The caller tells the unsuspecting individual that he or she has failed to appear for jury duty and that a warrant has been issued for their arrest and they must pay the “bail” amount to avoid going to jail.

“The callers are very convincing and intimidating and prey on victim fears,” Juergens said in the alert. “The victims are generally older adults and afraid they are going to be arrested.”

To pay the “bail,” the victim is instructed to go to their bank and withdraw a sum of money ranging from $300-3,000. They are told to purchase a prepaid credit or debit card and call them back with the card number. In other cases, the fraudster makes them stay on the phone until the transaction is completed.

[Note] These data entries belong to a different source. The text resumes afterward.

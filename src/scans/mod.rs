//! Scan retrieval from the BGS SOBI scans service.
//!
//! Listing manifests are cached as `{id}_imgpath.json`, page images as
//! `{REGNO}_{PAGE}.png`. Presence of a file is the only cache signal.

mod client;
mod download;
mod manifest;

pub use client::{Fetch, ScanClient};
pub use download::{DownloadResult, DownloadStatus, Downloader};
pub use manifest::{parse_listing, ManifestFetcher};

#[cfg(test)]
pub(crate) mod testing {
    use std::cell::RefCell;
    use std::collections::{HashMap, HashSet};

    use super::Fetch;
    use crate::error::{Result, ScanError};

    /// In-memory stand-in for the scans service that records every request.
    /// Unknown URLs answer with an empty body.
    #[derive(Default)]
    pub struct RecordingFetch {
        responses: HashMap<String, Vec<u8>>,
        failing: HashSet<String>,
        pub requests: RefCell<Vec<String>>,
    }

    impl RecordingFetch {
        pub fn new() -> Self {
            Self::default()
        }

        pub fn respond(mut self, url: &str, body: impl Into<Vec<u8>>) -> Self {
            self.responses.insert(url.to_string(), body.into());
            self
        }

        pub fn fail(mut self, url: &str) -> Self {
            self.failing.insert(url.to_string());
            self
        }

        pub fn request_count(&self) -> usize {
            self.requests.borrow().len()
        }

        fn answer(&self, url: &str) -> Result<Vec<u8>> {
            self.requests.borrow_mut().push(url.to_string());
            if self.failing.contains(url) {
                return Err(ScanError::Io(std::io::Error::new(
                    std::io::ErrorKind::ConnectionRefused,
                    format!("connection refused: {}", url),
                )));
            }
            Ok(self.responses.get(url).cloned().unwrap_or_default())
        }
    }

    impl Fetch for RecordingFetch {
        async fn get_text(&self, url: &str) -> Result<String> {
            let body = self.answer(url)?;
            Ok(String::from_utf8_lossy(&body).into_owned())
        }

        async fn get_bytes(&self, url: &str) -> Result<Vec<u8>> {
            self.answer(url)
        }
    }
}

Stock image | Photo by Tuan_azizi/iStock/Getty Images Plus, St. George News

The victims are told that if they hang up, “it will be considered obstruction of justice and that additional charges will be filed,” Juergens stated.

The U.S. Marshals Office is also asking for assistance from any store employees who may come in contact with individuals affected by the scam, who may appear in duress while buying a prepaid debit card or who are on a cell phone while purchasing the card.

When encountering such a customer, store employees are being instructed to ask the customer ‘Did a police officer tell you to buy this card?’

If they say ‘Yes,’ tell them that no law enforcement officer will ever instruct anyone to purchase a prepaid debit card and that the call is a scam.

“Please help to identify and protect these customers,” the U.S. Marshals alert states.

The agency advises not to provide any additional personal information to the caller and to contact the Utah District of the U.S. Marshals Service at 801-524-5693 to confirm or report the call as a scam. You can also call your local law enforcement agency.

IRS scam is back

Aggressive and threatening phone calls by criminals impersonating IRS agents seem to be making a comeback — these scams have remained on the IRS’ “Dirty Dozen” list of tax scams since 2015.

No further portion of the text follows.